Good Inquiry=Good Content

 

marjh

GOOD INQUIRY AND GOOD CONTENT LEARNING GO HAND IN HAND

by Marjorie Henningsen, Grey Matters Education

I’ll begin this post by stating up front that I do believe that an inquiry approach to learning and teaching in which students are protagonists in defining their own learning agenda offers the best hope for schools to continue to have relevance in today’s world.  So when people talk about inquiry learning I often take notice.   A colleague was recently overheard making the following statement:

“I do believe in inquiry, but I also care about content.”

My colleague certainly has a right to her own beliefs and opinions and many people out there might find a great deal of resonance with that statement.  However—and I know this may sound harsh –I firmly believe the above sentiment is used consciously and unconsciously on a regular basis to justify complacency and cowardice or worse in education.

The underlying assumption in my colleague’s statement seems to be that inquiry lovers don’t care about content or that you cannot have strong content learned in the context of inquiry.  I must reject these assumptions wholeheartedly in either case.   I would actually argue that when anyone engages in an authentic inquiry learning experience that person is absolutely guaranteed to learn something of great value.  My colleague would probably agree as long as the content learned is what is supposed to be learned.   What IS supposed to be learned anyway?  And who gets to decide?

I believe we all care about content, but I’m just not sure that the content in question needs to be thought of in such a rigid way or whether it is even useful at all to think about curriculum in such terms anymore.   Hasn’t “what we need to know” become kind of a moving target these days?   Why should “what kids need to know” remain so unchanged or unchangeable through generations—as if frozen in time.   That doesn’t make any sense to me in today’s world.  I believe the obsession with defining and covering standardized “content” is a simple artifact of a living inside a system that has given over intellectual authority to the corporate textbook and testing industries, or some other centralized authority.   I am sure in the past I fell prey to the same obsession, but thank goodness I got over it.

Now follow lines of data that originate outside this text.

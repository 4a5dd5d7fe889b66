use std::collections::HashMap;

use axum::extract::State;
use axum::http::{header, StatusCode};
use axum::response::{IntoResponse, Redirect, Response};
use axum::Form;
use dioxus::prelude::*;
use server::api::{self, SignedInUser};
use server::auth::cookies::{build_clear_cookie, build_session_cookie};
use server::config::Settings;
use server::db::AppState;
use shared_types::{AppError, ForgotPasswordForm, LoginForm, RegisterForm};
use shared_ui::{Alert, AlertVariant, Form as HtmlForm, NavVariant, SubmitButton, TextField};
use std::sync::Arc;

use crate::render::{page, status_of};

#[component]
fn LoginView(email: String, error: String) -> Element {
    rsx! {
        HtmlForm { action: "/login", class: "auth-form",
            h1 { class: "page-title", "Sign in" }
            if !error.is_empty() {
                Alert { variant: AlertVariant::Error, "{error}" }
            }
            TextField { label: "Email", name: "username", input_type: "email", value: email, required: true }
            TextField { label: "Password", name: "password", input_type: "password", required: true }
            SubmitButton { label: "Sign in" }
            p {
                a { href: "/forgot-password", "Forgot your password?" }
                " | "
                a { href: "/register", "Create an account" }
            }
        }
    }
}

fn login_response(status: StatusCode, email: String, error: String) -> Response {
    page(
        status,
        "Login",
        NavVariant::Public,
        "/login",
        rsx! { LoginView { email, error } },
    )
}

/// Attach a fresh session cookie to a redirect to the user's landing page.
fn start_session(state: &AppState, signed_in: &SignedInUser) -> Result<Response, AppError> {
    let token = state.sessions.issue(&signed_in.user)?;
    let cookie = build_session_cookie(&token, state.settings.cookie_secure)?;
    let mut response = Redirect::to(signed_in.landing_path()).into_response();
    response.headers_mut().insert(header::SET_COOKIE, cookie);
    Ok(response)
}

pub async fn login_page() -> Response {
    login_response(StatusCode::OK, String::new(), String::new())
}

/// Check credentials; agents land on `/lead`, everyone else on `/dashboard`.
/// A failed attempt re-renders the form and sets no cookie.
#[tracing::instrument(skip_all)]
pub async fn login_submit(State(state): State<AppState>, Form(form): Form<LoginForm>) -> Response {
    let result = api::login(state.auth.as_ref(), &form.username, &form.password).await;
    match result.and_then(|signed_in| start_session(&state, &signed_in)) {
        Ok(response) => response,
        Err(e) => login_response(status_of(&e), form.username, e.user_message()),
    }
}

#[component]
fn RegisterView(
    username: String,
    email: String,
    error: String,
    field_errors: HashMap<String, String>,
) -> Element {
    let field = |name: &str| field_errors.get(name).cloned().unwrap_or_default();
    rsx! {
        HtmlForm { action: "/register", class: "auth-form",
            h1 { class: "page-title", "Create an account" }
            if !error.is_empty() {
                Alert { variant: AlertVariant::Error, "{error}" }
            }
            TextField { label: "Username", name: "username", value: username, required: true, error: field("username") }
            TextField { label: "Email", name: "email", input_type: "email", value: email, required: true, error: field("email") }
            TextField { label: "Password", name: "password", input_type: "password", required: true, error: field("password") }
            TextField {
                label: "Confirm password",
                name: "confirm_password",
                input_type: "password",
                required: true,
                error: field("confirm_password"),
            }
            SubmitButton { label: "Register" }
            p { "Already registered? " a { href: "/login", "Sign in" } }
        }
    }
}

pub async fn register_page() -> Response {
    page(
        StatusCode::OK,
        "Register",
        NavVariant::Public,
        "/register",
        rsx! {
            RegisterView {
                username: String::new(),
                email: String::new(),
                error: String::new(),
                field_errors: HashMap::new(),
            }
        },
    )
}

/// Create a `public` account and sign it in.
#[tracing::instrument(skip_all)]
pub async fn register_submit(
    State(state): State<AppState>,
    Form(form): Form<RegisterForm>,
) -> Response {
    let username = form.username.clone();
    let email = form.email.clone();
    let result = api::register(state.auth.as_ref(), form).await;
    match result.and_then(|signed_in| start_session(&state, &signed_in)) {
        Ok(response) => response,
        Err(e) => page(
            status_of(&e),
            "Register",
            NavVariant::Public,
            "/register",
            rsx! {
                RegisterView {
                    username,
                    email,
                    error: e.user_message(),
                    field_errors: e.field_errors.clone(),
                }
            },
        ),
    }
}

#[component]
fn ForgotView(notice: String) -> Element {
    rsx! {
        HtmlForm { action: "/forgot-password", class: "auth-form",
            h1 { class: "page-title", "Reset your password" }
            if notice.is_empty() {
                p { "Enter the email address you registered with." }
            } else {
                Alert { variant: AlertVariant::Success, "{notice}" }
            }
            TextField { label: "Email", name: "email", input_type: "email", required: true }
            SubmitButton { label: "Send reset link" }
            p { a { href: "/login", "Back to sign in" } }
        }
    }
}

pub async fn forgot_page() -> Response {
    page(
        StatusCode::OK,
        "Forgot Password",
        NavVariant::Public,
        "/forgot-password",
        rsx! { ForgotView { notice: String::new() } },
    )
}

/// Always answers with the same notice, whether or not the account exists.
pub async fn forgot_submit(Form(form): Form<ForgotPasswordForm>) -> Response {
    let notice = api::forgot_password(&form.email).message;
    page(
        StatusCode::OK,
        "Forgot Password",
        NavVariant::Public,
        "/forgot-password",
        rsx! { ForgotView { notice } },
    )
}

/// Clear the session cookie and return to the home page.
pub async fn logout(State(settings): State<Arc<Settings>>) -> Response {
    let mut response = Redirect::to("/").into_response();
    match build_clear_cookie(settings.cookie_secure) {
        Ok(cookie) => {
            response.headers_mut().insert(header::SET_COOKIE, cookie);
        }
        Err(e) => tracing::error!(error = %e, "Could not build logout cookie"),
    }
    response
}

Lilian Katz (2010) suggested that perhaps rather than content standards we should be more concerned about having Standards of Experience, a suggestion that I think is on the right track in terms of defining what we should be worrying about in schools.  The preponderance of evidence from educational research tells us that we really do need to be far more concerned with how kids are learning than with trying to pin down, define (or limit) what is being covered at a given point in time.  I believe we tend to gravitate toward the latter because it is much easier to deal with and can be talked about without actually ever getting involved in the messiness of a real life classroom.   The idea that we can just settle on a narrowed list of content objectives and hand them to teachers and then test the outcome later on to know what has (or more often has not) been learned is a seductive one to be sure.  But it’s a well-documented trap.  We cannot “student-proof” the curriculum (or “teacher-proof” it either!)  So why do we all keep falling into that trap over and over again?

Certainly we do have to acknowledge that even inquiry lovers are not all the same.  The two broad categories are those who believe the process ought to be determined more by the a priori curricular agenda (as understood by teachers and/or parents) versus those who believe students should primarily determine the inquiry agenda.  Not to be judgmental, but rather just to be realistic…I would argue that those in the first category ought to admit that they are control freaks and work harder at learning how to cope with the uncertainty and the need for  “on the spot” professional problem solving that comes from engaging with students in authentic student-led inquiry.  Because in the end, the truth is that the less say students have in their own learning agenda, the less relevant school is to their lives and there is no way around that truth.  We adults just kind of tacitly agree on a certain level of boredom and irrelevance kids must tolerate in order for us to “get our work done” or for the so-called greater good.

In the past 25 years I have observed an estimated 1200+ preK-12 classroom lessons in several different countries.  I used to be able to sit through an entire lesson taking copious field notes and collecting all sorts of data.  In fact I am highly skilled at that activity.  But lately, in the past couple of years I find myself barely able to sit still in most classrooms for the entire period as I try to imagine how the children are experiencing what I am observing.  In general it’s boring and uninspired at best and intellect and curiosity crushing at worst.   And it’s not because anyone wants it to be that way.  That’s just how it is.   It makes me profoundly sad to observe sometimes because I feel as if I can actually see the natural enthusiasm for learning literally oozing out of kids onto the floor to be mopped up by the end of the period and forever gone.  Of course I paint this bleak picture with all optimism that it doesn’t really have to be this way.  My dad always said that “if it matters to you, you’ll be there, you’ll do it—or at least you’ll give it your best shot.”

In other words, if it really matters to us, then maybe we have to have the courage to face the unknown and start making some new choices about what happens in school.